El suc debe su nombre al periodista Arcadi Espada, que lo bautizó de ese modo en una de sus crónicas dentro de la edición local de El País. Él lo define así: “El suc, efectivamente, fue el Partit Socialista Unificat de Catalunya durante mucho tiempo, pero proliferó al margen de él y no desapareció con él. Desde los años setenta, el suc ha sido la expresión de la corrección política catalana. (…) Se trata de un gregarismo. (…) De un movimiento más que de un partido. (…) De una conspiración: en los lóbregos subterráneos de Castilla alguien trabaja día y noche contra nosotros. (…) De un lenguaje: de una valoración positiva. Se trata de un odio profundo, ontológico, a Jopep Pla”. Nadie lo ha retratado mejor. Es precisa, exactamente eso. Sobre todo es eso: un odio profundo, ontológico, a Josep Pla.
 
El suc agrupa a unas cinco mil personas, no más. En la cúspide, según una rigurosa jerarquía de obediencia gerontocrática, está situada de forma permanente la elite del antifranquismo de los setenta. Y la base la integran el resto.
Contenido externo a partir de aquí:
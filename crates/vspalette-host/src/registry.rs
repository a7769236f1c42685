//! Registry the host uses to look up and dispatch registered commands.

use crate::command::Command;
use std::collections::HashMap;
use std::sync::Arc;
use thiserror::Error;
use tracing::info;

#[derive(Error, Debug, Clone, PartialEq, Eq)]
pub enum RegistryError {
    #[error("command '{0}' is already registered")]
    Duplicate(String),
}

/// Registered commands by id.
#[derive(Default)]
pub struct CommandRegistry {
    commands: HashMap<String, Arc<dyn Command>>,
}

impl CommandRegistry {
    pub fn new() -> Self {
        Self {
            commands: HashMap::new(),
        }
    }

    /// Register a command with the host. One call per command.
    pub fn register(&mut self, command: Arc<dyn Command>) -> Result<(), RegistryError> {
        let id = command.id().to_string();
        if self.commands.contains_key(&id) {
            return Err(RegistryError::Duplicate(id));
        }
        info!("Registered command: {} ({})", command.name(), id);
        self.commands.insert(id, command);
        Ok(())
    }

    /// Look up a command by id.
    pub fn get(&self, id: &str) -> Option<&Arc<dyn Command>> {
        self.commands.get(id)
    }

    /// Ids of all registered commands.
    pub fn command_ids(&self) -> Vec<String> {
        self.commands.keys().cloned().collect()
    }

    pub fn len(&self) -> usize {
        self.commands.len()
    }

    pub fn is_empty(&self) -> bool {
        self.commands.is_empty()
    }
}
Ese segundo escalón, el más numeroso, es el de aquellos que se refieren a sí mismos como “la sociedad civil”. Se trata, naturalmente, de los únicos catalanes que no tienen nada que ver con la sociedad civil desde que en su ya lejana juventud tomaran al asalto hasta el último palmo del territorio en el que se pudiera atrapar al vuelo una peseta salida del presupuesto autonómico. E igual que el franquismo creó su tipo específico de hombre sin atributos —aquel personaje del bigotillo minúsculo y el traje a rayitas que le recordaba a uno que no sabía con quién estaba hablando— el suc también ha acabado generando un canon antropomórfico. Sus miembros se parecen como gotas de agua. Así, la entonación, las maneras, los sobreentendidos, los gestos, el rictus facial, esa peculiar mezcla de suficiencia y paternalismo para referirse a “los de fuera”, hasta la manera de vestir, todo lo han mimetizado. Para los no iniciados, la consecuencia más desconcertante de ese transformismo colectivo es que resulta prácticamente imposible distinguir a los unos de los otros. De tal modo que, por ejemplo, la forma y el fondo del discurso electoral de Josep Lluís Carod, el líder independentista que se criara en una casa-cuartel de Tarragona en la que su padre, guardia civil, estuvo destinado, son esencialmente idénticos al de Pasqual Maragall, un alto funcionario del Ayuntamiento de Barcelona desde la época del alcalde franquista Porcioles, o al de Artur Mas, un joven economista que acabó recalando en Convergència tras haber mantenido un intenso vínculo personal con la familia García Valdecasas, apellidos de referencia en el Partido Popular de Cataluña. El cultivo obsesivo del narcisismo de las pequeñas diferencias que les exige la militancia en el suc hace que sean perfectamente intercambiables sus caras y sus palabras, sin que un observador ajeno sea capaz de percibir nada extraño.
 
Cataluña es pequeña, muy pequeña. Todo aquí está cerca de todo. Una distancia como la que separa León de Sevilla es inconcebible dentro de un espacio tan limitado. Y para alcanzar la lejanía moral que separa, por ejemplo, a Felipe González de José Luis Rodríguez Zapatero, seguramente resultó imprescindible esa distancia física. Pero eso, en Cataluña es imposible. Esa es la garantía de que  la continuidad de la endogamia enfermiza de su clase dirigente no vaya  a correr el más mínimo peligro el próximo domingo. El resultado electoral se hará oficial ese día a las ocho de la tarde, pero no es un secreto para nadie. En Barcelona, todo el mundo lo conoce ya. Ganará el suc.